Professor Vern R. Walker, Parisa Bagheri ’15, and Andrew J. Lauria ’15, all members of Hofstra Law’s Research Laboratory for Law, Logic and Technology (LLT Lab), presented a paper at the 2015 Workshop on Automated Detection, Extraction and Analysis of Semantic Information in Legal Texts (ASAIL 2015), held in conjunction with the 15th International Conference on Artificial Intelligence and Law (ICAIL), on June 8-12, 2015, in San Diego.
The paper, “Argumentation Mining from Judicial Decisions: The Attribution Problem and the Need for Legal Discourse Models,” discusses the “attribution problem” lawyers encounter when trying to understand judicial decisions — that is, the problem of determining who believes a stated proposition to be true. This is a particularly difficult problem for developing natural-language processing software that can determine who treats or accepts an expressed proposition as (probably) true, or who relies upon or uses it as support.
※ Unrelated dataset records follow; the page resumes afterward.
use std::collections::VecDeque;

use serde::Serialize;

pub const DEFAULT_HISTORY_SIZE: usize = 600;

/// Circular buffers for the received/sent rate series (for sparklines)
#[derive(Debug, Clone, Serialize)]
pub struct RateHistory {
    capacity: usize,
    pub recv: VecDeque<u64>,
    pub sent: VecDeque<u64>,
}

impl RateHistory {
    pub fn new() -> Self {
        Self::with_capacity(DEFAULT_HISTORY_SIZE)
    }

    pub fn with_capacity(capacity: usize) -> Self {
        let capacity = capacity.max(1);
        Self {
            capacity,
            recv: VecDeque::with_capacity(capacity),
            sent: VecDeque::with_capacity(capacity),
        }
    }

    pub fn push(&mut self, recv: u64, sent: u64) {
        if self.recv.len() >= self.capacity {
            self.recv.pop_front();
            self.sent.pop_front();
        }
        self.recv.push_back(recv);
        self.sent.push_back(sent);
    }

    pub fn len(&self) -> usize {
        self.recv.len()
    }

    pub fn is_empty(&self) -> bool {
        self.recv.is_empty()
    }

    /// Most recent `n` received samples, oldest first
    pub fn recv_tail(&self, n: usize) -> Vec<u64> {
        Self::tail(&self.recv, n)
    }

    /// Most recent `n` sent samples, oldest first
    pub fn sent_tail(&self, n: usize) -> Vec<u64> {
        Self::tail(&self.sent, n)
    }

    fn tail(queue: &VecDeque<u64>, n: usize) -> Vec<u64> {
        let skip = queue.len().saturating_sub(n);
        queue.iter().skip(skip).copied().collect()
    }
}

impl Default for RateHistory {
    fn default() -> Self {
        Self::new()
    }
}
//! Tokio runtime and scheduler for the sampling tasks.
//!
//! Owns the render gate and spawns one periodic task per metric family.

use tokio::sync::broadcast;

use super::gate::RenderGate;
use super::sensors::SensorFilter;
use super::source::{
    NetworkSource, ProcessSource, PsProcessSource, SensorSource, SysinfoNetworkSource,
    SysinfoProcessSource, SysinfoSensorSource,
};
use super::tasks::{periodic_task, NetworkFamily, ProcessFamily, TemperatureFamily};
use super::views::{DashboardState, NetworkView, ProcessView, TemperatureView};
use crate::core::config::{DashboardConfig, ProcessBackend};

/// One source per metric family
pub struct Sources {
    pub network: Box<dyn NetworkSource>,
    pub processes: Box<dyn ProcessSource>,
    pub sensors: Box<dyn SensorSource>,
}

impl Sources {
    /// OS-backed sources selected by `config`
    pub fn from_config(config: &DashboardConfig) -> crate::Result<Self> {
        let processes: Box<dyn ProcessSource> = match config.process_backend {
            ProcessBackend::Sysinfo => Box::new(SysinfoProcessSource::new()),
            ProcessBackend::Ps => Box::new(PsProcessSource::new(config.ps_layout)?),
        };

        Ok(Self {
            network: Box::new(SysinfoNetworkSource::new()),
            processes,
            sensors: Box::new(SysinfoSensorSource::new()),
        })
    }
}

/// Initial published state for `config`
pub fn initial_state(config: &DashboardConfig) -> DashboardState {
    DashboardState {
        network: NetworkView::with_history(config.history_size),
        processes: ProcessView::new(config.sort_key, config.group_processes),
        temperatures: TemperatureView::new(config.temperature_mode, config.temp_threshold_celsius),
    }
}

/// Wrapper around the Tokio runtime for metrics collection.
pub struct MetricsRuntime {
    /// Published state shared with the renderer
    pub gate: RenderGate<DashboardState>,

    /// Shutdown signal sender
    shutdown_tx: broadcast::Sender<()>,

    /// Handle to the runtime (for shutdown)
    runtime: tokio::runtime::Runtime,
}

impl MetricsRuntime {
    /// Start sampling with OS-backed sources.
    pub fn new(config: &DashboardConfig) -> anyhow::Result<Self> {
        let sources = Sources::from_config(config)?;
        Self::with_sources(config, sources)
    }

    /// Start sampling with the given sources.
    pub fn with_sources(config: &DashboardConfig, sources: Sources) -> anyhow::Result<Self> {
        log::info!("Initializing MetricsRuntime");

        // One worker per family so a stalled source only stalls its own cadence
        let runtime = tokio::runtime::Builder::new_multi_thread()
            .worker_threads(3)
            .enable_time()
            .thread_name("metrics-worker")
            .build()?;

        let gate = RenderGate::new(initial_state(config));
        let (shutdown_tx, _) = broadcast::channel::<()>(1);

        runtime.spawn(periodic_task(
            NetworkFamily::new(
                sources.network,
                config.excluded_interfaces.clone(),
                config.network_interval(),
            ),
            gate.clone(),
            shutdown_tx.subscribe(),
        ));

        runtime.spawn(periodic_task(
            ProcessFamily::new(sources.processes, config.process_interval()),
            gate.clone(),
            shutdown_tx.subscribe(),
        ));

        runtime.spawn(periodic_task(
            TemperatureFamily::new(
                sources.sensors,
                SensorFilter::new(config.temperature_mode),
                config.sensor_interval(),
            ),
            gate.clone(),
            shutdown_tx.subscribe(),
        ));

        log::info!("MetricsRuntime initialized successfully");

        Ok(Self {
            gate,
            shutdown_tx,
            runtime,
        })
    }

    /// Stop every sampling task and wait briefly for them to exit.
    pub fn shutdown(self) {
        log::info!("Shutting down MetricsRuntime");
        // send() only fails if every task already exited
        let _ = self.shutdown_tx.send(());
        self.runtime
            .shutdown_timeout(std::time::Duration::from_millis(500));
    }
}
//! Fixed-column parser for `ps` process listings.
//!
//! `ps -axo pid:10,comm:50,pcpu:5,pmem:5,args` pads every field to the
//! requested width and separates fields with a single space, so each line can be
//! cut at fixed offsets. The widths are kept in a [`ColumnLayout`] so the table
//! can be matched to whatever the installed `ps` emits.

use serde::{Deserialize, Serialize};

use super::metrics::ProcessRecord;

/// Field widths requested from `ps`, in characters
#[derive(Debug, Clone, Copy, PartialEq, Eq, Serialize, Deserialize)]
pub struct ColumnLayout {
    pub pid: usize,
    pub command: usize,
    pub cpu: usize,
    pub mem: usize,
}

impl Default for ColumnLayout {
    fn default() -> Self {
        Self {
            pid: 10,
            command: 50,
            cpu: 5,
            mem: 5,
        }
    }
}

/// Widest column a layout may request
pub const MAX_COLUMN_WIDTH: usize = 4096;

/// Character span `[start, end)` of a field within a line
type Span = (usize, usize);

impl ColumnLayout {
    /// The `-o` argument that makes `ps` emit this layout
    pub fn ps_format(&self) -> String {
        format!(
            "pid:{},comm:{},pcpu:{},pmem:{},args",
            self.pid, self.command, self.cpu, self.mem
        )
    }

    fn pid_span(&self) -> Span {
        (0, self.pid)
    }

    fn command_span(&self) -> Span {
        let start = self.pid + 1;
        (start, start + self.command)
    }

    fn cpu_span(&self) -> Span {
        let start = self.command_span().1 + 1;
        (start, start + self.cpu)
    }

    fn mem_span(&self) -> Span {
        let start = self.cpu_span().1 + 1;
        (start, start + self.mem)
    }

    fn args_start(&self) -> usize {
        self.mem_span().1 + 1
    }

    pub fn validate(&self) -> crate::Result<()> {
        if self.pid == 0 || self.command == 0 || self.cpu == 0 || self.mem == 0 {
            return Err(crate::DashError::config(format!(
                "ps column widths must be non-zero: {:?}",
                self
            )));
        }
        if [self.pid, self.command, self.cpu, self.mem]
            .iter()
            .any(|&width| width > MAX_COLUMN_WIDTH)
        {
            return Err(crate::DashError::config(format!(
                "ps column widths must be at most {}: {:?}",
                MAX_COLUMN_WIDTH, self
            )));
        }
        Ok(())
    }
}

/// Slice a line by character positions, clamping to the line length.
fn field(line: &str, (start, end): Span) -> &str {
    let byte_at = |pos: usize| {
        line.char_indices()
            .nth(pos)
            .map(|(i, _)| i)
            .unwrap_or(line.len())
    };

    let start = byte_at(start);
    let end = byte_at(end);
    &line[start..end.max(start)]
}

fn parse_number<T: std::str::FromStr + Default>(
    raw: &str,
    what: &str,
    line: &str,
    accept: fn(&T) -> bool,
) -> T {
    let trimmed = raw.trim();
    match trimmed.parse::<T>() {
        Ok(value) if accept(&value) => value,
        _ => {
            log::warn!(
                "Failed to parse {} from {:?}, defaulting to 0. line: {}",
                what,
                trimmed,
                line
            );
            T::default()
        }
    }
}

// "nan" and "inf" parse as f64 but are not usable percentages
fn is_finite(value: &f64) -> bool {
    value.is_finite()
}

/// Parse one listing line into a record. Malformed numeric fields become 0.
pub fn parse_line(line: &str, layout: &ColumnLayout) -> ProcessRecord {
    let pid = parse_number::<u32>(field(line, layout.pid_span()), "PID", line, |_| true);
    let cpu_percent =
        parse_number::<f64>(field(line, layout.cpu_span()), "CPU usage", line, is_finite);
    let mem_percent =
        parse_number::<f64>(field(line, layout.mem_span()), "Mem usage", line, is_finite);

    ProcessRecord {
        pid,
        command_name: field(line, layout.command_span()).trim().to_string(),
        full_command: field(line, (layout.args_start(), usize::MAX))
            .trim_end()
            .to_string(),
        cpu_percent,
        mem_percent,
    }
}

/// Parse a complete listing, discarding the header line and blank lines.
pub fn parse_listing(output: &str, layout: &ColumnLayout) -> Vec<ProcessRecord> {
    output
        .lines()
        .skip(1)
        .filter(|line| !line.trim().is_empty())
        .map(|line| parse_line(line, layout))
        .collect()
}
The problem arises for judicial decisions because the author of the decision (the judge) does not always believe the propositional content expressed by every sentence she writes in the decision. For example, a judge might write the sentence “The varicella vaccine can cause neuropathy in humans,” but the sentence might report an allegation of a party, or the testimony of an expert witness, or the text of a document exhibit, as well as — or even in contrast to — a conclusion or finding of fact by the judge herself.
Solving this attribution problem requires development of an adequate “legal discourse model” — that is, a data structure representing the actors in a legal proceeding and their argument-related information that is important for understanding the meaning of a judicial decision. The paper discusses some basic content for such a legal discourse model that would be useful in making attribution determinations, drawing upon vaccine-injury compensation decisions analyzed by the LLT Lab.
The paper also argues that adequate development of a legal discourse model requires empirical investigation of actual judicial decisions.